When my father died and was buried beside my mother in 2013, I remember feeling a tremendous burden being passed to me: I had been given all of my mother’s photos, notebooks, and big family history books, with stories about each one of our ancestors.

After the graveside service had concluded, I walked around the stones near my parents’ graves and told my great niece and nephews about the people buried nearby. Then, their father, my nephew David, who had done such a wonderful job with the service, walked up and said quietly, “Listen to your Aunt Cherie. She’s the storyteller now. She knows our family history.”
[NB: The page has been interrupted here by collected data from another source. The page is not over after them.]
//! Main parser coordinator
//!
//! This module provides the [`Parser`] struct and core parsing infrastructure,
//! including error types, helper methods, and the main parse entry point.
//!
//! # Parser Architecture
//!
//! The Parser uses a recursive descent approach with the following organization:
//! - This module: Parser struct, helper methods, and coordination
//! - `statements`: simple and compound statements, blocks, function definitions
//! - `expressions`: expressions by precedence level, comprehensions, f-strings
//! - `scope`: local/global/nonlocal classification of a function body
//!
//! # Implementation
//!
//! Parser methods are split across multiple files using `impl Parser` blocks,
//! allowing each module to extend the Parser with related functionality while
//! maintaining access to the shared parser state.

use crate::parser::ast::*;
use crate::parser::lexer::{LexError, Lexer, Token};
use thiserror::Error;

/// Deepest bracket/statement nesting accepted before reporting a syntax error
///
/// Each level costs one full trip down the precedence chain; the limit keeps
/// an unoptimized build inside a default 2 MiB thread stack.
pub(crate) const MAX_NESTING: usize = 32;

/// Parser error type
#[derive(Debug, Clone, Error)]
#[error("line {line}, column {column}: {message}", line = .location.line, column = .location.column)]
pub struct ParseError {
    pub message: String,
    pub location: SourceLocation,
}

impl ParseError {
    pub(crate) fn new(message: impl Into<String>, location: SourceLocation) -> Self {
        Self {
            message: message.into(),
            location,
        }
    }
}

impl From<LexError> for ParseError {
    fn from(err: LexError) -> Self {
        ParseError {
            message: err.message,
            location: err.location,
        }
    }
}

/// Recursive descent parser for the traced language
pub struct Parser {
    pub(crate) tokens: Vec<Token>,
    pub(crate) position: usize,
    pub(crate) loop_depth: usize,
    pub(crate) function_depth: usize,
    pub(crate) nesting: usize,
}

impl Parser {
    pub fn new(source: &str) -> Result<Self, ParseError> {
        let mut lexer = Lexer::new(source);
        let tokens = lexer.tokenize()?;
        Ok(Self {
            tokens,
            position: 0,
            loop_depth: 0,
            function_depth: 0,
            nesting: 0,
        })
    }

    /// Parse the entire program (module body)
    pub fn parse_program(&mut self) -> Result<Program, ParseError> {
        let mut body = Vec::new();

        while !self.is_at_end() {
            if self.match_token(&Token::Newline(self.current_location())) {
                continue;
            }
            if self.check(&Token::Indent(self.current_location())) {
                return Err(ParseError::new("unexpected indent", self.current_location()));
            }
            body.extend(self.parse_statement()?);
        }

        Ok(Program::new(body))
    }

    // ===== Helper methods =====

    /// Run `f` one nesting level deeper, failing once the nesting limit is hit
    pub(crate) fn nested<T>(
        &mut self,
        f: impl FnOnce(&mut Self) -> Result<T, ParseError>,
    ) -> Result<T, ParseError> {
        if self.nesting >= MAX_NESTING {
            return Err(ParseError::new(
                "too many nested blocks or parentheses",
                self.current_location(),
            ));
        }
        self.nesting += 1;
        let result = f(self);
        self.nesting -= 1;
        result
    }

    pub(crate) fn match_token(&mut self, token: &Token) -> bool {
        if self.check(token) {
            self.advance();
            true
        } else {
            false
        }
    }

    pub(crate) fn check(&self, token: &Token) -> bool {
        std::mem::discriminant(self.peek()) == std::mem::discriminant(token)
    }

    pub(crate) fn check_ahead(&self, n: usize, token: &Token) -> bool {
        self.peek_ahead(n)
            .is_some_and(|t| std::mem::discriminant(t) == std::mem::discriminant(token))
    }

    pub(crate) fn advance(&mut self) -> &Token {
        if !self.is_at_end() {
            self.position += 1;
        }
        self.previous()
    }

    pub(crate) fn is_at_end(&self) -> bool {
        matches!(self.peek(), Token::Eof(_))
    }

    pub(crate) fn peek(&self) -> &Token {
        let last = self.tokens.len().saturating_sub(1);
        &self.tokens[self.position.min(last)]
    }

    pub(crate) fn peek_token(&self) -> Token {
        self.peek().clone()
    }

    pub(crate) fn peek_ahead(&self, n: usize) -> Option<&Token> {
        self.tokens.get(self.position + n)
    }

    pub(crate) fn previous(&self) -> &Token {
        &self.tokens[self.position.saturating_sub(1)]
    }

    pub(crate) fn current_location(&self) -> SourceLocation {
        self.peek().location()
    }

    pub(crate) fn error_here(&self, message: &str) -> ParseError {
        ParseError::new(
            format!("{}, found {}", message, self.peek()),
            self.current_location(),
        )
    }

    pub(crate) fn expect_token(&mut self, token: &Token, message: &str) -> Result<(), ParseError> {
        if self.check(token) {
            self.advance();
            Ok(())
        } else {
            Err(self.error_here(message))
        }
    }

    pub(crate) fn expect_colon(&mut self, ctx: &str) -> Result<(), ParseError> {
        self.expect_token(
            &Token::Colon(self.current_location()),
            &format!("expected ':' {ctx}"),
        )
    }

    pub(crate) fn expect_rparen(&mut self, ctx: &str) -> Result<(), ParseError> {
        self.expect_token(
            &Token::RParen(self.current_location()),
            &format!("expected ')' {ctx}"),
        )
    }

    pub(crate) fn expect_identifier(&mut self) -> Result<String, ParseError> {
        if let Token::Ident(name, _) = self.peek() {
            let name = name.clone();
            self.advance();
            Ok(name)
        } else {
            Err(self.error_here("expected identifier"))
        }
    }
}

/// Parse a whole source text into a [`Program`]
pub fn parse_source(source: &str) -> Result<Program, ParseError> {
    Parser::new(source)?.parse_program()
}

#[cfg(test)]
mod tests {
    use super::*;

    #[test]
    fn test_parse_simple_function() {
        let source = "def add(a, b=2):\n    return a + b\n";
        let program = parse_source(source).unwrap();

        assert_eq!(program.body.len(), 1);
        match &program.body[0] {
            Stmt::FunctionDef { def, .. } => {
                assert_eq!(def.name, "add");
                assert_eq!(def.params.len(), 2);
                assert!(def.params[1].default.is_some());
                assert_eq!(def.body.len(), 1);
                assert!(def.scope.locals.contains("a"));
            }
            _ => panic!("Expected function definition"),
        }
    }

    #[test]
    fn test_parse_statements_on_one_line() {
        let program = parse_source("x = 1; y = 2\nprint(x, y)\n").unwrap();
        assert_eq!(program.body.len(), 3);
        assert_eq!(program.body[2].location().line, 2);
    }

    #[test]
    fn test_unexpected_indent() {
        let err = parse_source("x = 1\n    y = 2\n").unwrap_err();
        assert!(err.message.contains("unexpected indent"));
    }

    #[test]
    fn test_return_outside_function() {
        let err = parse_source("return 1\n").unwrap_err();
        assert!(err.message.contains("'return' outside function"));
    }

    #[test]
    fn test_break_outside_loop() {
        let err = parse_source("if True:\n    break\n").unwrap_err();
        assert!(err.message.contains("'break' outside loop"));
    }

    #[test]
    fn test_nesting_limit() {
        let nested = |depth: usize| format!("x = {}1{}\n", "(".repeat(depth), ")".repeat(depth));
        let err = parse_source(&nested(MAX_NESTING + 5)).unwrap_err();
        assert!(err.message.contains("nested"));
        let err = parse_source(&nested(10_000)).unwrap_err();
        assert!(err.message.contains("nested"));
    }

    #[test]
    fn test_deepest_accepted_nesting_fits_default_stack() {
        // Runs on the harness's ordinary test thread
        let depth = MAX_NESTING - 2;
        let source = format!("x = {}1{}\n", "[".repeat(depth), "]".repeat(depth));
        parse_source(&source).unwrap();
        let source = format!("y = {}1{}\n", "-(".repeat(depth / 2), ")".repeat(depth / 2));
        parse_source(&source).unwrap();
    }

    #[test]
    fn test_empty_program() {
        let program = parse_source("\n# only a comment\n").unwrap();
        assert!(program.body.is_empty());
        assert_eq!(program.first_line(), 1);
    }
}
//! The orchestrator
//!
//! [`Orchestrator::run`] starts one fresh executor process per call, feeds
//! it the request, and drains its message stream from a reader thread
//! through a channel until the process has exited and the stream is empty.
//!
//! # Deadlines
//!
//! The tracer's budget check only runs between traced events, so a program
//! stuck in an uninstrumented call (`time.sleep`) can overrun it. When
//! [`SandboxConfig::kill_grace`] is set, the executor is killed once
//! `hard_timeout + kill_grace` has passed; a killed run counts as crashed.

use crate::sandbox::config::{ConfigError, SandboxConfig, TraceLimits};
use crate::sandbox::protocol::{ExecRequest, Message};
use crate::trace::event::TraceEvent;
use crossbeam_channel::{Receiver, RecvTimeoutError, Sender};
use serde::{Deserialize, Serialize};
use std::io::{self, BufRead, BufReader, Read, Write};
use std::process::{Child, Command, ExitStatus, Stdio};
use std::thread;
use std::time::{Duration, Instant};
use thiserror::Error;
use tracing::{debug, info, trace, warn};

/// Faults of the orchestrator itself; program failures are never errors
#[derive(Debug, Error)]
pub enum SandboxError {
    #[error("invalid limits: {0}")]
    Config(#[from] ConfigError),

    #[error("failed to spawn executor `{program}`: {source}")]
    Spawn {
        program: String,
        #[source]
        source: io::Error,
    },

    #[error("executor {0} pipe was not captured")]
    MissingPipe(&'static str),

    #[error("failed to encode execution request: {0}")]
    Encode(#[from] serde_json::Error),

    #[error("failed to start {name} thread: {source}")]
    Thread {
        name: &'static str,
        #[source]
        source: io::Error,
    },

    #[error("failed to wait for executor: {0}")]
    Wait(#[source] io::Error),
}

/// Everything one run produced
#[derive(Debug, Clone, Default, PartialEq, Serialize, Deserialize)]
pub struct RunResult {
    /// Trace events in production order
    pub events: Vec<TraceEvent>,
    pub stdout: String,
    pub stderr: String,
    /// A `BudgetExceeded` event was observed
    pub timed_out: bool,
    /// The executor died from a crash signal or was killed
    pub crashed: bool,
    /// The orchestrator killed the executor at the hard deadline
    pub killed: bool,
    /// The `done` marker arrived
    pub completed: bool,
    /// Exit code, or the negated signal number
    pub exit_status: Option<i32>,
    /// Signal that terminated the executor
    pub signal: Option<i32>,
    /// Step count reported by the executor
    pub steps: u64,
    pub duration_ms: u64,
}

impl RunResult {
    fn absorb(&mut self, message: Message) {
        match message {
            Message::Trace(event) => {
                if event.is_budget_exceeded() {
                    self.timed_out = true;
                }
                self.events.push(event);
            }
            Message::Stdout { data } => self.stdout = data,
            Message::Stderr { data } => self.stderr = data,
            Message::Done { steps } => {
                self.completed = true;
                self.steps = steps;
            }
        }
    }

    /// Compact summary of the run
    pub fn summary(&self) -> RunSummary<'_> {
        RunSummary {
            events_count: self.events.len(),
            stdout: &self.stdout,
            stderr: &self.stderr,
            timed_out: self.timed_out,
            crashed: self.crashed,
            exit_status: self.exit_status,
        }
    }
}

#[derive(Debug, Clone, Copy, PartialEq, Eq, Serialize)]
pub struct RunSummary<'a> {
    pub events_count: usize,
    pub stdout: &'a str,
    pub stderr: &'a str,
    pub timed_out: bool,
    pub crashed: bool,
    pub exit_status: Option<i32>,
}

/// Signals that mean the executor crashed rather than exited
#[cfg(unix)]
const CRASH_SIGNALS: &[i32] = &[
    libc::SIGSEGV,
    libc::SIGBUS,
    libc::SIGILL,
    libc::SIGFPE,
    libc::SIGABRT,
    libc::SIGSYS,
    libc::SIGTRAP,
    libc::SIGKILL,
];

/// `(exit_status, signal)` of a finished process
#[cfg(unix)]
fn exit_details(status: ExitStatus) -> (Option<i32>, Option<i32>) {
    use std::os::unix::process::ExitStatusExt;
    let signal = status.signal();
    (status.code().or(signal.map(|signal| -signal)), signal)
}

#[cfg(not(unix))]
fn exit_details(status: ExitStatus) -> (Option<i32>, Option<i32>) {
    (status.code(), None)
}

#[cfg(unix)]
fn is_crash_signal(signal: i32) -> bool {
    CRASH_SIGNALS.contains(&signal)
}

#[cfg(not(unix))]
fn is_crash_signal(_signal: i32) -> bool {
    false
}

/// Reader thread: parse JSON lines from the executor's stdout
fn read_messages<R: Read>(stdout: R, sender: Sender<Message>) {
    for line in BufReader::new(stdout).lines() {
        let line = match line {
            Ok(line) => line,
            Err(err) => {
                warn!(error = %err, "executor stream failed");
                break;
            }
        };
        if line.trim().is_empty() {
            continue;
        }
        match serde_json::from_str::<Message>(&line) {
            Ok(message) => {
                trace!(kind = message.kind(), "executor message");
                if sender.send(message).is_err() {
                    break;
                }
            }
            Err(err) => warn!(error = %err, "skipping malformed executor message"),
        }
    }
}

/// Diagnostics thread: re-log whatever the executor writes to stderr
fn relay_diagnostics<R: Read>(stderr: R) {
    for line in BufReader::new(stderr).lines().map_while(Result::ok) {
        debug!(target: "steptrace::executor", "{}", line);
    }
}

fn spawn_thread<F>(name: &'static str, body: F) -> Result<(), SandboxError>
where
    F: FnOnce() + Send + 'static,
{
    thread::Builder::new()
        .name(name.to_string())
        .spawn(body)
        .map(drop)
        .map_err(|source| SandboxError::Thread { name, source })
}

/// Spawns and supervises executor processes
#[derive(Debug, Clone)]
pub struct Orchestrator {
    config: SandboxConfig,
}

impl Orchestrator {
    pub fn new(config: SandboxConfig) -> Self {
        Orchestrator { config }
    }

    pub fn config(&self) -> &SandboxConfig {
        &self.config
    }

    /// Trace `source` with the given step and time budget
    pub fn run(
        &self,
        source: &str,
        stdin: &str,
        max_steps: u64,
        hard_timeout_secs: f64,
    ) -> Result<RunResult, SandboxError> {
        let limits = TraceLimits {
            max_steps,
            hard_timeout_secs,
            ..TraceLimits::default()
        };
        self.run_request(&ExecRequest {
            source: source.to_string(),
            stdin: stdin.to_string(),
            limits,
        })
    }

    /// Run one request in a fresh executor process
    pub fn run_request(&self, request: &ExecRequest) -> Result<RunResult, SandboxError> {
        request.limits.validate()?;
        let payload = serde_json::to_vec(request)?;
        let started = Instant::now();

        let executor = &self.config.executor;
        let mut command = Command::new(&executor.program);
        command
            .args(&executor.args)
            .stdin(Stdio::piped())
            .stdout(Stdio::piped())
            .stderr(Stdio::piped());
        #[cfg(unix)]
        {
            // Own process group: signals aimed at the executor's group never
            // reach the caller.
            use std::os::unix::process::CommandExt;
            command.process_group(0);
        }
        let mut child = command
            .spawn()
            .map_err(|source| SandboxError::Spawn {
                program: executor.program.display().to_string(),
                source,
            })?;
        debug!(pid = child.id(), "spawned executor");

        let stdout = child.stdout.take().ok_or(SandboxError::MissingPipe("stdout"))?;
        let stderr = child.stderr.take().ok_or(SandboxError::MissingPipe("stderr"))?;
        let (sender, receiver) = crossbeam_channel::unbounded();
        spawn_thread("executor-reader", move || read_messages(stdout, sender))?;
        spawn_thread("executor-diagnostics", move || relay_diagnostics(stderr))?;

        if let Some(mut stdin) = child.stdin.take() {
            // A program that dies at once closes the pipe early; its exit
            // status tells the rest.
            if let Err(err) = stdin.write_all(&payload) {
                warn!(error = %err, "failed to send request to executor");
            }
        }

        let deadline = self.config.kill_grace.and_then(|grace| {
            started.checked_add(request.limits.hard_timeout().saturating_add(grace))
        });
        let mut result = RunResult::default();
        let status = self.supervise(&mut child, &receiver, deadline, &mut result)?;

        let (exit_status, signal) = exit_details(status);
        result.exit_status = exit_status;
        result.signal = signal;
        result.crashed = result.killed || signal.is_some_and(is_crash_signal);
        result.duration_ms = u64::try_from(started.elapsed().as_millis()).unwrap_or(u64::MAX);

        info!(
            events = result.events.len(),
            steps = result.steps,
            timed_out = result.timed_out,
            crashed = result.crashed,
            exit_status = ?result.exit_status,
            duration_ms = result.duration_ms,
            "run finished"
        );
        Ok(result)
    }

    /// Drain messages until the executor has exited and the stream is empty
    fn supervise(
        &self,
        child: &mut Child,
        receiver: &Receiver<Message>,
        deadline: Option<Instant>,
        result: &mut RunResult,
    ) -> Result<ExitStatus, SandboxError> {
        loop {
            match receiver.recv_timeout(self.config.poll_interval) {
                Ok(message) => result.absorb(message),
                Err(RecvTimeoutError::Timeout) => {}
                Err(RecvTimeoutError::Disconnected) => {
                    return self.wait_for_exit(child, deadline, result);
                }
            }

            if let Some(status) = child.try_wait().map_err(SandboxError::Wait)? {
                let drain_until = Instant::now() + self.config.drain_timeout;
                while let Ok(message) = receiver.recv_deadline(drain_until) {
                    result.absorb(message);
                }
                return Ok(status);
            }
            self.enforce_deadline(child, deadline, result);
        }
    }

    /// The stream has ended; wait for the process itself
    fn wait_for_exit(
        &self,
        child: &mut Child,
        deadline: Option<Instant>,
        result: &mut RunResult,
    ) -> Result<ExitStatus, SandboxError> {
        loop {
            if let Some(status) = child.try_wait().map_err(SandboxError::Wait)? {
                return Ok(status);
            }
            self.enforce_deadline(child, deadline, result);
            thread::sleep(self.config.poll_interval.min(Duration::from_millis(10)));
        }
    }

    fn enforce_deadline(&self, child: &mut Child, deadline: Option<Instant>, result: &mut RunResult) {
        let Some(deadline) = deadline else {
            return;
        };
        if result.killed || Instant::now() < deadline {
            return;
        }
        warn!(pid = child.id(), "executor overran the hard deadline, killing it");
        match child.kill() {
            Ok(()) => result.killed = true,
            Err(err) => warn!(error = %err, "failed to kill executor"),
        }
    }
}

#[cfg(test)]
mod tests {
    use super::*;

    fn trace_message(line: usize, budget: bool) -> Message {
        Message::Trace(if budget {
            TraceEvent::BudgetExceeded {
                line,
                source_text: String::new(),
                depth: 0,
                reason: "step limit of 1 exceeded".to_string(),
            }
        } else {
            TraceEvent::Call {
                line,
                source_text: String::new(),
                function_name: "<module>".to_string(),
                depth: 0,
            }
        })
    }

    #[test]
    fn test_absorb_separates_output() {
        let mut result = RunResult::default();
        result.absorb(trace_message(1, false));
        result.absorb(trace_message(2, true));
        result.absorb(Message::Stdout {
            data: "out".to_string(),
        });
        result.absorb(Message::Stderr {
            data: "err".to_string(),
        });
        result.absorb(Message::Done { steps: 2 });

        assert_eq!(result.events.len(), 2);
        assert!(result.timed_out);
        assert!(result.completed);
        assert_eq!(result.steps, 2);
        assert_eq!(result.stdout, "out");

        let summary = result.summary();
        assert_eq!(summary.events_count, 2);
        assert_eq!(summary.stderr, "err");
    }

    #[test]
    fn test_reader_skips_malformed_lines() {
        let input = "{\"kind\":\"done\",\"steps\":3}\nnot json\n\n{\"kind\":\"stdout\",\"data\":\"x\"}\n";
        let (sender, receiver) = crossbeam_channel::unbounded();
        read_messages(input.as_bytes(), sender);
        let messages: Vec<Message> = receiver.iter().collect();
        assert_eq!(
            messages,
            [
                Message::Done { steps: 3 },
                Message::Stdout {
                    data: "x".to_string()
                }
            ]
        );
    }

    #[cfg(unix)]
    #[test]
    fn test_crash_signals() {
        assert!(is_crash_signal(libc::SIGSEGV));
        assert!(is_crash_signal(libc::SIGABRT));
        assert!(!is_crash_signal(libc::SIGTERM));
    }

    #[test]
    fn test_spawn_failure_is_an_error() {
        let config = SandboxConfig::new(crate::sandbox::config::ExecutorCommand::steptrace(
            "/nonexistent/steptrace-executor",
        ));
        let err = Orchestrator::new(config).run("x = 1", "", 10, 1.0).unwrap_err();
        assert!(matches!(err, SandboxError::Spawn { .. }));
    }

    #[test]
    fn test_invalid_limits_are_rejected() {
        let config = SandboxConfig::new(crate::sandbox::config::ExecutorCommand::steptrace("steptrace"));
        let err = Orchestrator::new(config).run("x = 1", "", 0, 1.0).unwrap_err();
        assert!(matches!(err, SandboxError::Config(ConfigError::ZeroSteps)));
    }
}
I started to say, “No, that’s my mom!” but then I realized he was right: the title of story teller had been passed to me. So, I have read through my mother's stories and I've scanned in a number of her pictures. Last fall I wrote up my mother’s story for a book of essays about mothers (We are Our Mothers’ Daughters). Now I am at work on an essay about my two grandmas—Nellie and Eva, technically daughter-in-law and mother-in-law, but more like mother and daughter. I watched them tend our family graves as a little girl; I saw them walk around and talk about the people buried there.

I’ve looked at their photos and read my mother’s notes on both of them: both endured loss, heartbreak, loneliness, estrangement, separation, poverty and hard work. Yet both had the sweetest spirits, smiles, and an abundance of affection, unconditional love, and acceptance. I took special care this weekend to pick the prettiest flowers for my parents, my grandma Nellie and great grandma Eva.

I didn't have to clean off their stones this year: the rain did that for me. The gathering was smaller, but I was thrilled that my best friend from childhood, Beth, was there with me--she had driven up from Kansas City to fulfill her own promises to decorate some family graves in the same small country cemetery. Our husbands chatted as we walked around, she holding an umbrella over my head, decorating graves and talking about the loved ones buried here. We took pictures; the ritual was completed as we shared a meal in Marshalltown and caught up. My sister Cathi joined us for a few minutes making it all the more special.

I am part of the fifth generation of my family to be born and live in Iowa: as I learn more about those who came before me, I feel very blessed to walk in their footsteps. I have so many wonderful memories of Memorial Days and decorating the family graves: it is a ritual that I will continue to observe!